What you are asked to do:
Copy every line of the following data that includes the string "Ordering".

□ □ □ □ □

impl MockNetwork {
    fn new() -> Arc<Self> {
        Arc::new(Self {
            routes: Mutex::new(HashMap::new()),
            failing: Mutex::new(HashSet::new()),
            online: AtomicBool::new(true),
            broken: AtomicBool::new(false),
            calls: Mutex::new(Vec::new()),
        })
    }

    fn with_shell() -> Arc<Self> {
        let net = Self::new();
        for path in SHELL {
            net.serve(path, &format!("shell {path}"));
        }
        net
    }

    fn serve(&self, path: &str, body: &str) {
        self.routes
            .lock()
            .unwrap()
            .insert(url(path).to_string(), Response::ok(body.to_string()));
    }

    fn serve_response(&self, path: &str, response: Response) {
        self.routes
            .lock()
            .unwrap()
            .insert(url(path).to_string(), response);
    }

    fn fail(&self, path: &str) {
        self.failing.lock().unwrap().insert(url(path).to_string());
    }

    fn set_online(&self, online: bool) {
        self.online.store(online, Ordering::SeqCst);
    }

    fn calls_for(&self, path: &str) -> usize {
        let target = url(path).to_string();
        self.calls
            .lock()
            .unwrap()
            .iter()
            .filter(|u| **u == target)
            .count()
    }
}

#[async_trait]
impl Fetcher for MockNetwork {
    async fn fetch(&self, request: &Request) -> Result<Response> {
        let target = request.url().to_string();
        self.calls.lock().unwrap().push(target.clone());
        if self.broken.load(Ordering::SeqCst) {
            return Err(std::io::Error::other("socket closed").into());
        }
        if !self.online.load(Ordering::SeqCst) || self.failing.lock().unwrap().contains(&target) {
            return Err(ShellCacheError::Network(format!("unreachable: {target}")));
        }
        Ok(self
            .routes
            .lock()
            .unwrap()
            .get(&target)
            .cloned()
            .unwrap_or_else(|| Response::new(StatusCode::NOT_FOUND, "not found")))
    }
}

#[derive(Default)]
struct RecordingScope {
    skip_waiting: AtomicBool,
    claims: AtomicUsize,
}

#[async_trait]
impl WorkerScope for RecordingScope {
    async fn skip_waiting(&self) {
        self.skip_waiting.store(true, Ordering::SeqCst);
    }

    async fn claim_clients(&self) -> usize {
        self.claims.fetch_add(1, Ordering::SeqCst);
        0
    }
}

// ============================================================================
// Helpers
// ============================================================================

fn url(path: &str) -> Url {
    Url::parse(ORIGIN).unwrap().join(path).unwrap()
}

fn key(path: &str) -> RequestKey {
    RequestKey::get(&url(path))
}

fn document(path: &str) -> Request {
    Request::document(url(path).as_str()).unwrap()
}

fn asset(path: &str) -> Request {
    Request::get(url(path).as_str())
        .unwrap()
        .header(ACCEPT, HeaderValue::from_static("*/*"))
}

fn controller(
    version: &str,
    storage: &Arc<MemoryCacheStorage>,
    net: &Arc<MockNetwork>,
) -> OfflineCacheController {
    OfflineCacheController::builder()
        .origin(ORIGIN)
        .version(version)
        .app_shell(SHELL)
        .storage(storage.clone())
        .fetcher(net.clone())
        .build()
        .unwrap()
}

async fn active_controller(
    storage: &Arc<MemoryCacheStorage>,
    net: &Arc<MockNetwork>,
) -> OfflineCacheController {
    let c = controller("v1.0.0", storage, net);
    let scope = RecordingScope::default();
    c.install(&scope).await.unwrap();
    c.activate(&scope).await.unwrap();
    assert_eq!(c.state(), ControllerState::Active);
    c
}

□ □ □ □ □

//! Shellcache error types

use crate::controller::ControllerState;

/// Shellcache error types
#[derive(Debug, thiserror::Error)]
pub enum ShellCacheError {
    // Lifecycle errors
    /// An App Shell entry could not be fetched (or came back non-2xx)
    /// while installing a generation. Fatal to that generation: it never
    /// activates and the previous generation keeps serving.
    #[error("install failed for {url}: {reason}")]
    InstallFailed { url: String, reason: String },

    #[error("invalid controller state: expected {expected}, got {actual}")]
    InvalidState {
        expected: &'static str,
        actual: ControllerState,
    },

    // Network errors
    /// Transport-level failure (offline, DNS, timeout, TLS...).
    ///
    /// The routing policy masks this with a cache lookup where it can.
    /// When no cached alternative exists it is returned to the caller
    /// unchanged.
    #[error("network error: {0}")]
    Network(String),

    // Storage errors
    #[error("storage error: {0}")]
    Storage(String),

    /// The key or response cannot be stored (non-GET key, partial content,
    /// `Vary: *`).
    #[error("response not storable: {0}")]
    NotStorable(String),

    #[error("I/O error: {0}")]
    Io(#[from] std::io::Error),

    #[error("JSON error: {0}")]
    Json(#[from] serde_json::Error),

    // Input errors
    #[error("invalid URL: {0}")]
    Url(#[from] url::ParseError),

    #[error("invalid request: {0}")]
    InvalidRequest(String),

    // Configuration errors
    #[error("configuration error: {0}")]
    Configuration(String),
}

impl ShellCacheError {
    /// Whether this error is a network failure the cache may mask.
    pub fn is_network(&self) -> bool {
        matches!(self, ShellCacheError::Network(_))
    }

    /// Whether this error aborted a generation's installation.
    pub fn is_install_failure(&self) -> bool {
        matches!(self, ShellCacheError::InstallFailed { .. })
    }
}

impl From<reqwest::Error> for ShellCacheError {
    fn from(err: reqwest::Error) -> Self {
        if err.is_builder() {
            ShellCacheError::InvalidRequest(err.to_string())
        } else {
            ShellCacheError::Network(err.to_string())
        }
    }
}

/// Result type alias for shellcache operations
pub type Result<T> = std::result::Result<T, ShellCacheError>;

□ □ □ □ □

Answer area:
        self.online.store(online, Ordering::SeqCst);
        if self.broken.load(Ordering::SeqCst) {
        if !self.online.load(Ordering::SeqCst) || self.failing.lock().unwrap().contains(&target) {
        self.skip_waiting.store(true, Ordering::SeqCst);
        self.claims.fetch_add(1, Ordering::SeqCst);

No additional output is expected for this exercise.